Radosław Sikorski traktował stanowisko ministra obrony narodowej jako przejściowe, chciał być ambasadorem w Stanach Zjednoczonych, a potem nawet sekretarzem generalnym NATO. Myślał także o prezydenturze Polski – ujawnił prezes PiS, Jarosław Kaczyński. Dodał, że po wejściu do resortu obrony Bronisław Komorowski został natychmiast „omotany” przez ludzi z WSI.
Były premier gościł w Instytucie im. Lecha Kaczyńskiego, w którym odbyło się spotkanie poświęcone roli prezydenta Lecha Kaczyńskiego w likwidacji Wojskowych Służb Informacyjnych. W dyskusji wzięli udział m.in. likwidator WSI Antoni Macierewicz i członkowie komisji weryfikacyjnej Mariusz Marasek i Piotr Woyciechowski. Z kolei wykład na temat wygłosił prof. Sławomir Cenckiewicz.
Jarosław Kaczyński zaznaczył na wstępie, że gdy objął fotel premiera, to "operacja weryfikacji WSI była już rozpoczęta". Były premier powiedział, że ówczesny szef MON Radosław Sikorski przychodził do niego z kolejnymi skargami na Antoniego Macierewicza i proponował np. uczynienie gen. Dukaczewskiego dowódcą korpusu, a później attache wojskowym w Pekinie.
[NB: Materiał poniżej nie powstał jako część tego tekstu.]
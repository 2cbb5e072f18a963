pub mod audio;
pub mod automation;
pub mod config;
pub mod engine;
pub mod error;
pub mod events;
pub mod output;
pub mod project;
pub mod timing;

pub use config::EngineConfig;
pub use engine::{Engine, EngineCommand, EngineHandle, EngineUpdate, RealtimeEngine, engine_channel};
pub use error::{EngineError, ProjectError};
pub use project::{Project, Timeline, TrackDescriptor};
mod envelope;
mod filter;
mod instrument;
mod mixer;
mod oscillator;
mod track;
mod voice;

pub mod synth;

pub use envelope::{Adsr, AdsrOverride, AmpEnvelope, EnvelopeStage};
pub use filter::{LowPass, OnePole, OnePoleMode};
pub use instrument::{InstrumentSettings, InstrumentType, Wave};
pub use mixer::{Frame, mix_sample, pan_to_gains};
pub use oscillator::{Noise, Oscillator, Phase, midi_to_freq, waveform};
pub use track::{ResolvedMix, TrackState, TrackStateRegistry};
pub use voice::Voice;
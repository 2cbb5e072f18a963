//! Timeline-driven parameter automation.
//!
//! Effects and envelopes are defined once and placed on the timeline. A
//! placement is active while `start_beat <= beat < start_beat + duration` and
//! applies to every voice, or only to the voices of its pattern.

mod curve;
mod effects;
mod envelopes;

pub use curve::{Curve, CurveShape};
pub use effects::{EffectDefinition, EffectKind};
pub use envelopes::{EnvelopeDefinition, EnvelopeTarget, Modulation};

use effects::EffectProcessor;
use serde::{Deserialize, Serialize};

#[derive(Debug, Clone, PartialEq, Serialize, Deserialize)]
pub struct Placement {
    pub definition_id: String,
    pub start_beat: f64,
    /// Beats
    pub duration: f64,
    /// Restricts the placement to one pattern's voices.
    #[serde(default)]
    pub pattern_id: Option<String>,
}

impl Placement {
    /// Progress through the placement, or `None` when inactive at `beat`.
    pub fn progress(&self, beat: f64) -> Option<f32> {
        if self.duration.is_nan() || self.duration <= 0.0 || !beat.is_finite() {
            return None;
        }
        let offset = beat - self.start_beat;
        (offset >= 0.0 && offset < self.duration).then(|| (offset / self.duration) as f32)
    }

    pub fn applies_to(&self, pattern_id: Option<&str>) -> bool {
        match &self.pattern_id {
            None => true,
            Some(own) => pattern_id == Some(own.as_str()),
        }
    }

    pub fn end_beat(&self) -> f64 {
        self.start_beat + self.duration.max(0.0)
    }

    fn progress_for(&self, beat: f64, pattern_id: Option<&str>) -> Option<f32> {
        if self.applies_to(pattern_id) {
            self.progress(beat)
        } else {
            None
        }
    }
}

#[derive(Debug, Clone)]
struct PlacedEffect {
    placement: Placement,
    processor: EffectProcessor,
}

#[derive(Debug, Clone)]
struct PlacedEnvelope {
    placement: Placement,
    target: EnvelopeTarget,
    curve: Curve,
}

/// Placements joined with their definitions.
#[derive(Debug, Clone, Default)]
pub struct Automation {
    effects: Vec<PlacedEffect>,
    envelopes: Vec<PlacedEnvelope>,
}

impl Automation {
    /// Placements whose definition is missing are logged and dropped.
    pub fn new(
        effect_definitions: &[EffectDefinition],
        envelope_definitions: &[EnvelopeDefinition],
        effect_placements: &[Placement],
        envelope_placements: &[Placement],
    ) -> Self {
        let effects = effect_placements
            .iter()
            .filter_map(|placement| {
                let definition = effect_definitions
                    .iter()
                    .find(|d| d.id == placement.definition_id);
                if definition.is_none() {
                    tracing::warn!(
                        id = %placement.definition_id,
                        "effect placement without definition"
                    );
                }
                definition.map(|d| PlacedEffect {
                    placement: placement.clone(),
                    processor: EffectProcessor::new(d),
                })
            })
            .collect();
        let envelopes = envelope_placements
            .iter()
            .filter_map(|placement| {
                let definition = envelope_definitions
                    .iter()
                    .find(|d| d.id == placement.definition_id);
                if definition.is_none() {
                    tracing::warn!(
                        id = %placement.definition_id,
                        "envelope placement without definition"
                    );
                }
                definition.map(|d| PlacedEnvelope {
                    placement: placement.clone(),
                    target: d.target,
                    curve: d.curve,
                })
            })
            .collect();
        Self { effects, envelopes }
    }

    pub fn is_empty(&self) -> bool {
        self.effects.is_empty() && self.envelopes.is_empty()
    }

    /// Latest placement end, in beats.
    pub fn last_beat(&self) -> f64 {
        let effects = self.effects.iter().map(|e| e.placement.end_beat());
        let envelopes = self.envelopes.iter().map(|e| e.placement.end_beat());
        effects.chain(envelopes).fold(0.0, f64::max)
    }

    /// Combined envelope modulation for a voice at `beat`.
    pub fn modulation(&self, beat: f64, pattern_id: Option<&str>) -> Modulation {
        let mut modulation = Modulation::NEUTRAL;
        for envelope in &self.envelopes {
            if let Some(t) = envelope.placement.progress_for(beat, pattern_id) {
                modulation.apply(envelope.target, envelope.curve.value_at(t));
            }
        }
        modulation
    }

    /// Runs `sample` through every active effect in placement order.
    pub fn apply_effects(&self, sample: f32, beat: f64, pattern_id: Option<&str>) -> f32 {
        self.effects.iter().fold(sample, |x, effect| {
            match effect.placement.progress_for(beat, pattern_id) {
                Some(t) => effect.processor.process(x, effect.processor.amount.value_at(t)),
                None => x,
            }
        })
    }
}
– Ponieważ zdecydowanie odmawiałem tego typu decyzji, nieustannie próbował doprowadzić do odwołania Antoniego Macierewicza z ministerstwa, co oznaczałoby w praktyce, że jedna ręka (Macierewicz był likwidatorem WSI, wiceministrem obrony narodowej i pełnomocnikiem ds. tworzenia służby kontrwywiadu wojskowego) zostałaby zlikwidowana – powiedział Kaczyński, cytowany przez portal Blogress.pl.
Macierewicz wykonał zadanie
Były premier oświadczył, że zarówno on jak i jego najbliżsi współpracownicy mieli świadomość jak ciężkie zadanie (likwidacja WSI - red.) stoi przed nimi. – To, że jest to sprawa super trudna, z tych właściwie niemożliwych do przeprowadzenia, o tym wiedzieliśmy, bo wiedzieliśmy z jak ogromną sprawnością te służby potrafią omotać każdego człowieka z zewnątrz, który w to wchodzi i sobie go podporządkować. To, że Komorowski został natychmiast omotany, jak tylko wszedł do ministerstwa, to jest oczywiste. To dotyczyło bardzo wielu ludzi – stwierdził Kaczyński.
Prezes PiS tłumaczył, że do wykonania zadania potrzebowano osoby, która nie ugnie się prowokacji. – Stąd Antoni Macierewicz został likwidatorem WSI, i to zadanie wykonał. Gdybyśmy mogli dłużej rządzić, ta roślinka byłaby wyrwana z korzeniami, a jednak została ścięta i to przy ziemi – powiedział.
Przyszłość kontrwywiadu
Z kolei prof. Sławomir Cenckiewicz podkreślił, że jeśli nie działa ochrona kontrwywiadowcza instytucji państwowych, to realizacja dobrej polityki zagranicznej jest niemożliwa. – Rządy patriotów po wyborach jesiennych powinny skoncentrować się na odbudowie polskiego kontrwywiadu cywilnego i wojskowego, bo bez tego państwo nie może funkcjonować – dodał.